Latest update December 25th, 2024 1:10 AM
Jun 26, 2008 Letters
DEAR EDITOR,
Our standards of journalism are dropping and so is the media’s ability to effectively inform the nation.
I say this within the context of the pursuance of the criminal network of Mr. Rondell Rawlins and the level of reporting that is being dished out to this nation.
Instead we have very confusing reports that the average Guyanese cannot deal with.
Furthermore, we have many loose ends being left when it is the media’s job to help viewers, listeners and readers to put the pieces of the puzzle together.
Even those involved in disseminating information to the press are to be blamed for what I am about to delve into.
We have the media repeating themselves frequently each day both on the evening newscasts and the newspapers as well as radio.
As I said, I am making specific reference to the reporting concerning the current hunt for Guyana’s most wanted criminal network. Obviously there was or there are lots that are going on in the jungle terrain of Guyana.
Most Guyanese do not know the jungle terrain of Guyana. Most Guyanese do not know where places such as Lindo Creek, UNAMCO logging road, Kwakwani Junction, The Gate, Brazilian Camp, etc. are.
Where in God’s name is Christmas Falls? Is there actually a waterfall wherever that is? Then what is ‘Goat Farm’?
Day after day, references are made on numerous occasions in the various newspapers, TV and radio news but I am sure that many Guyanese are baffled and getting a very vague picture of this kind of shallow news reporting that does not beg to dig deeper.
The media’s job is not only to report the news that the Join Services are handing to them but to help the nation understand certain concepts involved in this very huge story.
Then why do many TV newscasts show us the newspapers photographs and regurgitate all that we’ve read in the newspapers the previous day and will read in the newspapers tomorrow.
It’s as if they’ve copied verbatim from the newspapers or vice versa. I really do not know. But I give the media a big fat ‘F’ in reporting on this story concerning the hunt that is going on for the criminal network in Guyana’s interior.

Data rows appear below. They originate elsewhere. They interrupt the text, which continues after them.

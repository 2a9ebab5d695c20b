use swapmotion::{ApproxMeasurer, RecordingRenderer, RenderEvent, Sequencer, swap_demo};

fn record() -> Vec<RenderEvent> {
    let choreography = swap_demo(&mut ApproxMeasurer).unwrap();
    let mut recorder = RecordingRenderer::new();
    Sequencer::run(&choreography, &mut recorder).unwrap();
    recorder.events
}

#[test]
fn replay_emits_the_full_call_sequence_in_order() {
    let events = record();

    let expected: Vec<RenderEvent> = vec![
        RenderEvent::Spawn("a_label".to_string()),
        RenderEvent::Spawn("a_value".to_string()),
        RenderEvent::Spawn("b_label".to_string()),
        RenderEvent::Spawn("b_value".to_string()),
        RenderEvent::Play {
            objects: vec![
                "a_label".to_string(),
                "a_value".to_string(),
                "b_label".to_string(),
                "b_value".to_string(),
            ],
            duration_units: 0.0,
        },
        RenderEvent::Wait(1.0),
        RenderEvent::Spawn("swap_code".to_string()),
        RenderEvent::Play {
            objects: vec!["swap_code".to_string()],
            duration_units: 0.0,
        },
        RenderEvent::Wait(1.5),
        RenderEvent::Spawn("a_value_copy".to_string()),
        RenderEvent::Spawn("b_value_copy".to_string()),
        RenderEvent::Play {
            objects: vec!["a_value".to_string(), "b_value".to_string()],
            duration_units: 0.8,
        },
        RenderEvent::Wait(0.5),
        RenderEvent::Play {
            objects: vec!["a_value_copy".to_string(), "b_value_copy".to_string()],
            duration_units: 1.8,
        },
        RenderEvent::Wait(0.8),
        RenderEvent::Spawn("a_value_final".to_string()),
        RenderEvent::Spawn("b_value_final".to_string()),
        RenderEvent::Play {
            objects: vec![
                "a_value_copy".to_string(),
                "b_value_copy".to_string(),
                "a_value_final".to_string(),
                "b_value_final".to_string(),
            ],
            duration_units: 1.0,
        },
        RenderEvent::Wait(2.0),
    ];

    assert_eq!(events, expected);
}

#[test]
fn every_played_object_was_spawned_earlier() {
    let events = record();
    let mut spawned = std::collections::BTreeSet::new();

    for event in &events {
        match event {
            RenderEvent::Spawn(id) => {
                assert!(spawned.insert(id.clone()), "double spawn of '{id}'");
            }
            RenderEvent::Play { objects, .. } => {
                for id in objects {
                    assert!(spawned.contains(id), "'{id}' played before spawn");
                }
            }
            RenderEvent::Wait(_) => {}
        }
    }
}

#[test]
fn declared_durations_and_waits_sum_to_the_contract_total() {
    let total: f64 = record()
        .iter()
        .map(|e| match e {
            RenderEvent::Play { duration_units, .. } => *duration_units,
            RenderEvent::Wait(units) => *units,
            RenderEvent::Spawn(_) => 0.0,
        })
        .sum();
    assert!((total - 9.4).abs() < 1e-12, "total was {total}");
}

What should have been a juicy story for the media is nothing more than a repetitive kind of reporting that we are accustomed to see, hear and read each day in the media — nothing more.
Why in this day and age of advanced technology that we only have limited, overused photographs of the Christmas Falls area?
Why isn’t there some kind of footage of what is going on behind the scenes in the jungle areas? Surely this cannot compromise anything concerning the investigations.
Hasn’t anyone from the media come up with the idea to travel to this ‘Ground Zero’ as it were, in the Guyana jungle some hundreds of miles up the Berbice River, to have a firsthand look to bring to the nation?
I believe the media is very comfortable in the state that it’s currently in. What do you expect? I guess the money’s not too good. The mediocrity in doing what they’re supposed to do is on the rise.
I had mentioned in a letter to the media which only published in the Guyana Chronicle that CNN and BBC would’ve had a field day doing this story concerning the hunt for Guyana’s most wanted criminal network.
Sometimes many daily newspapers have the same and identical Reuters news reports from the international scene.
Now why is that? Why is that happening when we have many other organisations to pull international news from such as CNN, BBC, Fox News, NBC News, ABC News, CBC, etc?
Maybe the media is afraid to send their journalists in the jungle —to Christmas Falls or to Goat Farm. Maybe they’re being prevented from reporting more in depth to the nation.
Maybe the TV newscasts do not have any videos of Christmas Falls and other hot spots in this ripped out scene from an action drama. Maybe the media has to put up with vague and slow reporting from the Guyana army. I may be wrong. But what are they doing about it?
This drama has been going on behind the scenes in the Guyana jungle over the past couple of weeks. What has the media done to feed this nation which is hungry for information? Not much if you ask me.
I have said so many times before that the media in any country has a very important role in any democracy.
So when will we see some effective changes? Let the nation see that the media in Guyana is actually worth their salt.